Co lepsze, twierdzisz, ze przy 32bitach wyrobi blisko 20% requestow wiecej niz przy 64bitach dzieki minimalnie mniejszemu zuzyciu pamieci - Na jakiej podstawie? Aplikacja sieciowa aplikacji sieciowej nie rowna, NIE da sie okreslic jak to bedzie bez solidnych testow wydajnosci, nie da sie powiedzec nawet mniej wiecej ile requestow przyjmie a ile odrzuci. Od tego stawia sie revproxy z cache przed kazdym serwerem by do wymaganego minimum zmniejszyc ilosc zapytan aplikacji/httpda.

Pamiec serwerowa (jak i generalnie hardware) jest DUZO tansza od czasu pracy programisty ktory poprawi zle napisana aplikacje, mniej niz 100,- PLN za 1GB (przy ddr2-667 ECC) wiec nie wiem gdzie jest ta 'pieronska' Twoja cena.

Co hostuje? Od niedawna pewna strone, ktora jest przykladem jak NIE powinno sie pisac w php, dosc popularna, na podsatwie google analytics ma 120k odwiedzin dziennie, generuje miedzy 2 a 3G access_log'a kazdego dnia i ten 'cud' techniki bardzo zacnie smiga na E5420 2x 2.50GHz z 2G ramu i storage na dyskach SAS, wszystko pod vmware esxi ktory tez ma jakis narzut na wydajnosc.

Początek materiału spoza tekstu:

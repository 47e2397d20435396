//! Plan store trait.
//!
//! Persists plans keyed by id. Every save writes both the authoritative plan
//! document and its tracking record. The file-backed implementation lives
//! in stepwise-infra; [`InMemoryPlanStore`] keeps plans in memory.

use std::collections::HashMap;

use stepwise_types::error::StoreError;
use stepwise_types::plan::{Plan, PlanTracking};
use tokio::sync::RwLock;

/// Trait for durable plan storage.
pub trait PlanStore: Send + Sync {
    /// Persist a plan and its tracking record (create or replace).
    fn save(&self, plan: &Plan) -> impl std::future::Future<Output = Result<(), StoreError>> + Send;

    /// Load a plan by id.
    fn load(
        &self,
        plan_id: &str,
    ) -> impl std::future::Future<Output = Result<Plan, StoreError>> + Send;

    /// Load every stored plan, newest first.
    fn list(&self) -> impl std::future::Future<Output = Result<Vec<Plan>, StoreError>> + Send;

    /// Remove a plan and its tracking record.
    fn delete(
        &self,
        plan_id: &str,
    ) -> impl std::future::Future<Output = Result<(), StoreError>> + Send;

    /// Read only the tracking record.
    fn tracking(
        &self,
        plan_id: &str,
    ) -> impl std::future::Future<Output = Result<PlanTracking, StoreError>> + Send;
}

/// Non-durable plan store for tests and ephemeral engines.
#[derive(Debug, Default)]
pub struct InMemoryPlanStore {
    plans: RwLock<HashMap<String, Plan>>,
}

impl InMemoryPlanStore {
    pub fn new() -> Self {
        Self::default()
    }
}

impl PlanStore for InMemoryPlanStore {
    async fn save(&self, plan: &Plan) -> Result<(), StoreError> {
        self.plans
            .write()
            .await
            .insert(plan.id.clone(), plan.clone());
        Ok(())
    }

    async fn load(&self, plan_id: &str) -> Result<Plan, StoreError> {
        self.plans
            .read()
            .await
            .get(plan_id)
            .cloned()
            .ok_or_else(|| StoreError::NotFound(plan_id.to_string()))
    }

    async fn list(&self) -> Result<Vec<Plan>, StoreError> {
        let mut plans: Vec<Plan> = self.plans.read().await.values().cloned().collect();
        plans.sort_by(|a, b| b.created_at.cmp(&a.created_at));
        Ok(plans)
    }

    async fn delete(&self, plan_id: &str) -> Result<(), StoreError> {
        self.plans
            .write()
            .await
            .remove(plan_id)
            .map(|_| ())
            .ok_or_else(|| StoreError::NotFound(plan_id.to_string()))
    }

    async fn tracking(&self, plan_id: &str) -> Result<PlanTracking, StoreError> {
        self.load(plan_id).await.map(|plan| plan.tracking())
    }
}

#[cfg(test)]
mod tests {
    use super::*;
    use chrono::{Duration, Utc};
    use serde_json::Map;
    use stepwise_types::plan::PlanStatus;

    fn plan(id: &str, age_secs: i64) -> Plan {
        let created = Utc::now() - Duration::seconds(age_secs);
        Plan {
            id: id.to_string(),
            goal: format!("goal {id}"),
            summary: String::new(),
            status: PlanStatus::Ready,
            tasks: Vec::new(),
            total_steps: 0,
            completed_steps: 0,
            inputs: Map::new(),
            created_at: created,
            updated_at: created,
        }
    }

    #[tokio::test]
    async fn test_save_load_list_delete() {
        let store = InMemoryPlanStore::new();
        store.save(&plan("old", 60)).await.unwrap();
        store.save(&plan("new", 0)).await.unwrap();

        assert_eq!(store.load("old").await.unwrap().goal, "goal old");
        let ids: Vec<String> = store.list().await.unwrap().into_iter().map(|p| p.id).collect();
        assert_eq!(ids, vec!["new", "old"]);
        assert_eq!(store.tracking("new").await.unwrap().status, PlanStatus::Ready);

        store.delete("old").await.unwrap();
        assert!(matches!(store.load("old").await, Err(StoreError::NotFound(_))));
        assert!(matches!(store.delete("old").await, Err(StoreError::NotFound(_))));
    }
}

Nginx przy takim obciazeniu je 3.7 MiB, php je 23.4 MiB, mysqld 73.7 MiB a varnish 200.6 MiB. Razem z innymi serwisami daje to 358.6 MiB zajetego ramu czyli reszta, wolne miejsce idzie na buffery storage. Systemem jest oczywiscie Funtoo aka. Zabawne Gentoo, zbudowane z march=core2.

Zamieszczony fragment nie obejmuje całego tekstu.